* **Your goal**: Your output should consist of the data, copied exactly.
━━ Given information ━━
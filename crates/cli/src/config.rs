//! CLI configuration read from the process environment.
use std::env;
use std::path::PathBuf;

use herbalism_content::ContentFactory;

/// Where content comes from and how the runtime is seeded.
#[derive(Clone, Debug)]
pub struct CliConfig {
    pub data_dir: PathBuf,
    pub config_path: Option<PathBuf>,
    pub tables_path: Option<PathBuf>,
    pub custom_blocks_path: Option<PathBuf>,
    pub seed: u64,
    pub player_level: u32,
}

impl Default for CliConfig {
    fn default() -> Self {
        Self {
            data_dir: PathBuf::from(Self::DEFAULT_DATA_DIR),
            config_path: None,
            tables_path: None,
            custom_blocks_path: None,
            seed: 0,
            player_level: 1000,
        }
    }
}

impl CliConfig {
    pub const DEFAULT_DATA_DIR: &'static str = "crates/herbalism/content/data";

    /// Construct configuration from process environment variables.
    ///
    /// Environment variables:
    /// - `HERBALISM_DATA_DIR` - Directory holding the content files
    /// - `HERBALISM_CONFIG` - Skill configuration file (TOML)
    /// - `HERBALISM_TABLES` - Experience and treasure tables (RON)
    /// - `HERBALISM_CUSTOM_BLOCKS` - Custom block registry (RON)
    /// - `HERBALISM_SEED` - Base seed for every roll (default: 0)
    /// - `HERBALISM_PLAYER_LEVEL` - Skill level of the scripted player (default: 1000)
    pub fn from_env() -> Self {
        let mut config = Self::default();

        if let Ok(dir) = env::var("HERBALISM_DATA_DIR") {
            config.data_dir = PathBuf::from(dir);
        }
        config.config_path = env::var("HERBALISM_CONFIG").ok().map(PathBuf::from);
        config.tables_path = env::var("HERBALISM_TABLES").ok().map(PathBuf::from);
        config.custom_blocks_path = env::var("HERBALISM_CUSTOM_BLOCKS").ok().map(PathBuf::from);

        if let Some(seed) = read_env::<u64>("HERBALISM_SEED") {
            config.seed = seed;
        }
        if let Some(level) = read_env::<u32>("HERBALISM_PLAYER_LEVEL") {
            config.player_level = level;
        }

        config
    }

    pub fn content_factory(&self) -> ContentFactory {
        let mut factory = ContentFactory::new(&self.data_dir);
        if let Some(path) = &self.config_path {
            factory = factory.with_config_path(path);
        }
        if let Some(path) = &self.tables_path {
            factory = factory.with_tables_path(path);
        }
        if let Some(path) = &self.custom_blocks_path {
            factory = factory.with_custom_blocks_path(path);
        }
        factory
    }
}

fn read_env<T>(key: &str) -> Option<T>
where
    T: std::str::FromStr,
{
    env::var(key).ok()?.parse().ok()
}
━━━
* **Problem solution**:
filename crates/cli/src/config.rs
//! CLI configuration read from the process environment.
use std::env;
use std::path::PathBuf;

use herbalism_content::ContentFactory;

/// Where content comes from and how the runtime is seeded.
#[derive(Clone, Debug)]
pub struct CliConfig {
    pub data_dir: PathBuf,
    pub config_path: Option<PathBuf>,
    pub tables_path: Option<PathBuf>,
    pub custom_blocks_path: Option<PathBuf>,
    pub seed: u64,
    pub player_level: u32,
}

impl Default for CliConfig {
    fn default() -> Self {
        Self {
            data_dir: PathBuf::from(Self::DEFAULT_DATA_DIR),
            config_path: None,
            tables_path: None,
            custom_blocks_path: None,
            seed: 0,
            player_level: 1000,
        }
    }
}

impl CliConfig {
    pub const DEFAULT_DATA_DIR: &'static str = "crates/herbalism/content/data";

    /// Construct configuration from process environment variables.
    ///
    /// Environment variables:
    /// - `HERBALISM_DATA_DIR` - Directory holding the content files
    /// - `HERBALISM_CONFIG` - Skill configuration file (TOML)
    /// - `HERBALISM_TABLES` - Experience and treasure tables (RON)
    /// - `HERBALISM_CUSTOM_BLOCKS` - Custom block registry (RON)
    /// - `HERBALISM_SEED` - Base seed for every roll (default: 0)
    /// - `HERBALISM_PLAYER_LEVEL` - Skill level of the scripted player (default: 1000)
    pub fn from_env() -> Self {
        let mut config = Self::default();

        if let Ok(dir) = env::var("HERBALISM_DATA_DIR") {
            config.data_dir = PathBuf::from(dir);
        }
        config.config_path = env::var("HERBALISM_CONFIG").ok().map(PathBuf::from);
        config.tables_path = env::var("HERBALISM_TABLES").ok().map(PathBuf::from);
        config.custom_blocks_path = env::var("HERBALISM_CUSTOM_BLOCKS").ok().map(PathBuf::from);

        if let Some(seed) = read_env::<u64>("HERBALISM_SEED") {
            config.seed = seed;
        }
        if let Some(level) = read_env::<u32>("HERBALISM_PLAYER_LEVEL") {
            config.player_level = level;
        }

        config
    }

    pub fn content_factory(&self) -> ContentFactory {
        let mut factory = ContentFactory::new(&self.data_dir);
        if let Some(path) = &self.config_path {
            factory = factory.with_config_path(path);
        }
        if let Some(path) = &self.tables_path {
            factory = factory.with_tables_path(path);
        }
        if let Some(path) = &self.custom_blocks_path {
            factory = factory.with_custom_blocks_path(path);
        }
        factory
    }
}

fn read_env<T>(key: &str) -> Option<T>
where
    T: std::str::FromStr,
{
    env::var(key).ok()?.parse().ok()
}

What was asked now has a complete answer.